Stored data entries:
#####
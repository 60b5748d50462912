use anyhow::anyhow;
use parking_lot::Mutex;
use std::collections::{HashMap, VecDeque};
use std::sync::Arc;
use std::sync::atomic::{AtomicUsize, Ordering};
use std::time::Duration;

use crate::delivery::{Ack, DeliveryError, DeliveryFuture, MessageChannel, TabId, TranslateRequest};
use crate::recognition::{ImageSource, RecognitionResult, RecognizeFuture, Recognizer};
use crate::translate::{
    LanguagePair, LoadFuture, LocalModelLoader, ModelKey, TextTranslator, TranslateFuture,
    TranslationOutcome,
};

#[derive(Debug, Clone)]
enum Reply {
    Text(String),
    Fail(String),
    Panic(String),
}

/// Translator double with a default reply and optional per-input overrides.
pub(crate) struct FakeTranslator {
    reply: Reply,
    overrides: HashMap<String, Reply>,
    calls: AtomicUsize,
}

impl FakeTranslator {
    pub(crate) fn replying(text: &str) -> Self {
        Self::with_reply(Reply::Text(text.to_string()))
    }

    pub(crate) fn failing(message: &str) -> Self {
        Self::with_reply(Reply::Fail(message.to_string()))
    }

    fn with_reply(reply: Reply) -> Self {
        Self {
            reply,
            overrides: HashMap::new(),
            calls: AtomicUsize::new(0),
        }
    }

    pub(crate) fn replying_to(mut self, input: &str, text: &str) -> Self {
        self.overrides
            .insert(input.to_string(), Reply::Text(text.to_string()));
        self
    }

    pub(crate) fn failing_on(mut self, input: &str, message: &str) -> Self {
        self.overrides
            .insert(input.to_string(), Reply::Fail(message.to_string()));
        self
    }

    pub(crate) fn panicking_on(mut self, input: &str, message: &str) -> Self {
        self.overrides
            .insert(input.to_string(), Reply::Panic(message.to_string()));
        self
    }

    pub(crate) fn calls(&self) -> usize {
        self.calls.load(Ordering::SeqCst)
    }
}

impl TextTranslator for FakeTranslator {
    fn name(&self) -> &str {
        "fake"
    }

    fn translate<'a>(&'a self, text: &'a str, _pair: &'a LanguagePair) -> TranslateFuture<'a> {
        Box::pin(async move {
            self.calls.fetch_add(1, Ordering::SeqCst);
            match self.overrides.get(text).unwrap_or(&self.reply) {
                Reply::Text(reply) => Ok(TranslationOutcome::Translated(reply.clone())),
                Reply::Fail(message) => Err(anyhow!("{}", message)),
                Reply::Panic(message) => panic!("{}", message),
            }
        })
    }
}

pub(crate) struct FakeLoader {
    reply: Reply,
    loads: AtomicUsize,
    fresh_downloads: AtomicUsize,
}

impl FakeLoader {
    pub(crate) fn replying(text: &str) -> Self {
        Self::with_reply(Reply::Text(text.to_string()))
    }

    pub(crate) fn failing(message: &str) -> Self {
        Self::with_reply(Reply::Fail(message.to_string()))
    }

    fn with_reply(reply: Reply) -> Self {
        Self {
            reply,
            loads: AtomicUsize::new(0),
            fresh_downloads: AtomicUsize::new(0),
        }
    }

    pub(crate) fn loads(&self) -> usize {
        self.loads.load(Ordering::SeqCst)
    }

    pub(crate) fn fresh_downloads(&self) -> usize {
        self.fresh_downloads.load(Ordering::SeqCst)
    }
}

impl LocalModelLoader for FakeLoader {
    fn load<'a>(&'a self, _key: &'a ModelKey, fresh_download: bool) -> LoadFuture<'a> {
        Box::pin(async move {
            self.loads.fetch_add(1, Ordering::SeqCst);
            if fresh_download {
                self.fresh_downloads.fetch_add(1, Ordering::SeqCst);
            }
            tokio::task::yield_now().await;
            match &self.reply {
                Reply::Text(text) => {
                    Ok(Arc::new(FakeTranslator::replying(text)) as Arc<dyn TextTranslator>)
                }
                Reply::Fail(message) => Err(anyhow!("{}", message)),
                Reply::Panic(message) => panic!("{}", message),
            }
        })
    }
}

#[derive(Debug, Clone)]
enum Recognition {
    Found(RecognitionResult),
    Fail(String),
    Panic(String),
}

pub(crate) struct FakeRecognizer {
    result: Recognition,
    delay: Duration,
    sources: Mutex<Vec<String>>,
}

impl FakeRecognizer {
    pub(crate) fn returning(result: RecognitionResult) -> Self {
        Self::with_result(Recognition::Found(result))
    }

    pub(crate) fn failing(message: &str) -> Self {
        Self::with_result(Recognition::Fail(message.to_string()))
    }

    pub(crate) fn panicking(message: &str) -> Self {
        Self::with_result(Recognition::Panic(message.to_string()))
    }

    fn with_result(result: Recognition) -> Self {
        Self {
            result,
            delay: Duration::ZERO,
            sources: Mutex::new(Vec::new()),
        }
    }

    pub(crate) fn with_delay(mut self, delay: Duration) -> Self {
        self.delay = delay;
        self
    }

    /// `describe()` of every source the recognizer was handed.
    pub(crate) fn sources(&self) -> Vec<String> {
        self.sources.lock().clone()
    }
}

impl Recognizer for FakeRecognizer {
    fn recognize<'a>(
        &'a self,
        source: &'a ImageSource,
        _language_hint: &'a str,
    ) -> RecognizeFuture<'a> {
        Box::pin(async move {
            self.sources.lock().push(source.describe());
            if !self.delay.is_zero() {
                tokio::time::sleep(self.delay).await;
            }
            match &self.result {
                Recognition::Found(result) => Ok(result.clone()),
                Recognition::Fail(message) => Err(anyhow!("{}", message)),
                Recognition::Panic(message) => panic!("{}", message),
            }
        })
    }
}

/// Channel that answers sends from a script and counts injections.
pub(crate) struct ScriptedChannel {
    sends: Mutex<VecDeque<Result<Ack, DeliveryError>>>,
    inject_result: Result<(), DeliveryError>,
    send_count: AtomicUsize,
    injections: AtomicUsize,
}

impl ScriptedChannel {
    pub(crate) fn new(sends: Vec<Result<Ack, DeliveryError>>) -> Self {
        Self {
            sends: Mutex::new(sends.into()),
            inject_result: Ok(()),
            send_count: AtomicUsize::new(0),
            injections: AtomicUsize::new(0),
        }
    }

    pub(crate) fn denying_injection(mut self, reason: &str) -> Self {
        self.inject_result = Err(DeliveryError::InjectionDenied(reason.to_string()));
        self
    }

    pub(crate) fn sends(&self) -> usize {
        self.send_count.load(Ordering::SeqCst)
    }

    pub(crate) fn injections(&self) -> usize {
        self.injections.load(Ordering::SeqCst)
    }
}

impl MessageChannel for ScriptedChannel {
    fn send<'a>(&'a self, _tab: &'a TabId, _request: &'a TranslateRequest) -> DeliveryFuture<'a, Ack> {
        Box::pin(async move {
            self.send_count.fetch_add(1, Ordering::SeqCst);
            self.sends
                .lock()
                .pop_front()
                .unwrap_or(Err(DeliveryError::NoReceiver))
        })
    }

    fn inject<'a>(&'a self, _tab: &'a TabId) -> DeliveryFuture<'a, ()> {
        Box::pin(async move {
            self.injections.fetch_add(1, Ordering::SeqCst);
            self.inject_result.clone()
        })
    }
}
#####
● **Task statement**
The entries above should be repeated exactly, every one of them.

● **Result for this task**
repository 60b5748d50462912
use anyhow::anyhow;
use parking_lot::Mutex;
use std::collections::{HashMap, VecDeque};
use std::sync::Arc;
use std::sync::atomic::{AtomicUsize, Ordering};
use std::time::Duration;

use crate::delivery::{Ack, DeliveryError, DeliveryFuture, MessageChannel, TabId, TranslateRequest};
use crate::recognition::{ImageSource, RecognitionResult, RecognizeFuture, Recognizer};
use crate::translate::{
    LanguagePair, LoadFuture, LocalModelLoader, ModelKey, TextTranslator, TranslateFuture,
    TranslationOutcome,
};

#[derive(Debug, Clone)]
enum Reply {
    Text(String),
    Fail(String),
    Panic(String),
}

/// Translator double with a default reply and optional per-input overrides.
pub(crate) struct FakeTranslator {
    reply: Reply,
    overrides: HashMap<String, Reply>,
    calls: AtomicUsize,
}

impl FakeTranslator {
    pub(crate) fn replying(text: &str) -> Self {
        Self::with_reply(Reply::Text(text.to_string()))
    }

    pub(crate) fn failing(message: &str) -> Self {
        Self::with_reply(Reply::Fail(message.to_string()))
    }

    fn with_reply(reply: Reply) -> Self {
        Self {
            reply,
            overrides: HashMap::new(),
            calls: AtomicUsize::new(0),
        }
    }

    pub(crate) fn replying_to(mut self, input: &str, text: &str) -> Self {
        self.overrides
            .insert(input.to_string(), Reply::Text(text.to_string()));
        self
    }

    pub(crate) fn failing_on(mut self, input: &str, message: &str) -> Self {
        self.overrides
            .insert(input.to_string(), Reply::Fail(message.to_string()));
        self
    }

    pub(crate) fn panicking_on(mut self, input: &str, message: &str) -> Self {
        self.overrides
            .insert(input.to_string(), Reply::Panic(message.to_string()));
        self
    }

    pub(crate) fn calls(&self) -> usize {
        self.calls.load(Ordering::SeqCst)
    }
}

impl TextTranslator for FakeTranslator {
    fn name(&self) -> &str {
        "fake"
    }

    fn translate<'a>(&'a self, text: &'a str, _pair: &'a LanguagePair) -> TranslateFuture<'a> {
        Box::pin(async move {
            self.calls.fetch_add(1, Ordering::SeqCst);
            match self.overrides.get(text).unwrap_or(&self.reply) {
                Reply::Text(reply) => Ok(TranslationOutcome::Translated(reply.clone())),
                Reply::Fail(message) => Err(anyhow!("{}", message)),
                Reply::Panic(message) => panic!("{}", message),
            }
        })
    }
}

pub(crate) struct FakeLoader {
    reply: Reply,
    loads: AtomicUsize,
    fresh_downloads: AtomicUsize,
}

impl FakeLoader {
    pub(crate) fn replying(text: &str) -> Self {
        Self::with_reply(Reply::Text(text.to_string()))
    }

    pub(crate) fn failing(message: &str) -> Self {
        Self::with_reply(Reply::Fail(message.to_string()))
    }

    fn with_reply(reply: Reply) -> Self {
        Self {
            reply,
            loads: AtomicUsize::new(0),
            fresh_downloads: AtomicUsize::new(0),
        }
    }

    pub(crate) fn loads(&self) -> usize {
        self.loads.load(Ordering::SeqCst)
    }

    pub(crate) fn fresh_downloads(&self) -> usize {
        self.fresh_downloads.load(Ordering::SeqCst)
    }
}

impl LocalModelLoader for FakeLoader {
    fn load<'a>(&'a self, _key: &'a ModelKey, fresh_download: bool) -> LoadFuture<'a> {
        Box::pin(async move {
            self.loads.fetch_add(1, Ordering::SeqCst);
            if fresh_download {
                self.fresh_downloads.fetch_add(1, Ordering::SeqCst);
            }
            tokio::task::yield_now().await;
            match &self.reply {
                Reply::Text(text) => {
                    Ok(Arc::new(FakeTranslator::replying(text)) as Arc<dyn TextTranslator>)
                }
                Reply::Fail(message) => Err(anyhow!("{}", message)),
                Reply::Panic(message) => panic!("{}", message),
            }
        })
    }
}

#[derive(Debug, Clone)]
enum Recognition {
    Found(RecognitionResult),
    Fail(String),
    Panic(String),
}

pub(crate) struct FakeRecognizer {
    result: Recognition,
    delay: Duration,
    sources: Mutex<Vec<String>>,
}

impl FakeRecognizer {
    pub(crate) fn returning(result: RecognitionResult) -> Self {
        Self::with_result(Recognition::Found(result))
    }

    pub(crate) fn failing(message: &str) -> Self {
        Self::with_result(Recognition::Fail(message.to_string()))
    }

    pub(crate) fn panicking(message: &str) -> Self {
        Self::with_result(Recognition::Panic(message.to_string()))
    }

    fn with_result(result: Recognition) -> Self {
        Self {
            result,
            delay: Duration::ZERO,
            sources: Mutex::new(Vec::new()),
        }
    }

    pub(crate) fn with_delay(mut self, delay: Duration) -> Self {
        self.delay = delay;
        self
    }

    /// `describe()` of every source the recognizer was handed.
    pub(crate) fn sources(&self) -> Vec<String> {
        self.sources.lock().clone()
    }
}

impl Recognizer for FakeRecognizer {
    fn recognize<'a>(
        &'a self,
        source: &'a ImageSource,
        _language_hint: &'a str,
    ) -> RecognizeFuture<'a> {
        Box::pin(async move {
            self.sources.lock().push(source.describe());
            if !self.delay.is_zero() {
                tokio::time::sleep(self.delay).await;
            }
            match &self.result {
                Recognition::Found(result) => Ok(result.clone()),
                Recognition::Fail(message) => Err(anyhow!("{}", message)),
                Recognition::Panic(message) => panic!("{}", message),
            }
        })
    }
}

/// Channel that answers sends from a script and counts injections.
pub(crate) struct ScriptedChannel {
    sends: Mutex<VecDeque<Result<Ack, DeliveryError>>>,
    inject_result: Result<(), DeliveryError>,
    send_count: AtomicUsize,
    injections: AtomicUsize,
}

impl ScriptedChannel {
    pub(crate) fn new(sends: Vec<Result<Ack, DeliveryError>>) -> Self {
        Self {
            sends: Mutex::new(sends.into()),
            inject_result: Ok(()),
            send_count: AtomicUsize::new(0),
            injections: AtomicUsize::new(0),
        }
    }

    pub(crate) fn denying_injection(mut self, reason: &str) -> Self {
        self.inject_result = Err(DeliveryError::InjectionDenied(reason.to_string()));
        self
    }

    pub(crate) fn sends(&self) -> usize {
        self.send_count.load(Ordering::SeqCst)
    }

    pub(crate) fn injections(&self) -> usize {
        self.injections.load(Ordering::SeqCst)
    }
}

impl MessageChannel for ScriptedChannel {
    fn send<'a>(&'a self, _tab: &'a TabId, _request: &'a TranslateRequest) -> DeliveryFuture<'a, Ack> {
        Box::pin(async move {
            self.send_count.fetch_add(1, Ordering::SeqCst);
            self.sends
                .lock()
                .pop_front()
                .unwrap_or(Err(DeliveryError::NoReceiver))
        })
    }

    fn inject<'a>(&'a self, _tab: &'a TabId) -> DeliveryFuture<'a, ()> {
        Box::pin(async move {
            self.injections.fetch_add(1, Ordering::SeqCst);
            self.inject_result.clone()
        })
    }
}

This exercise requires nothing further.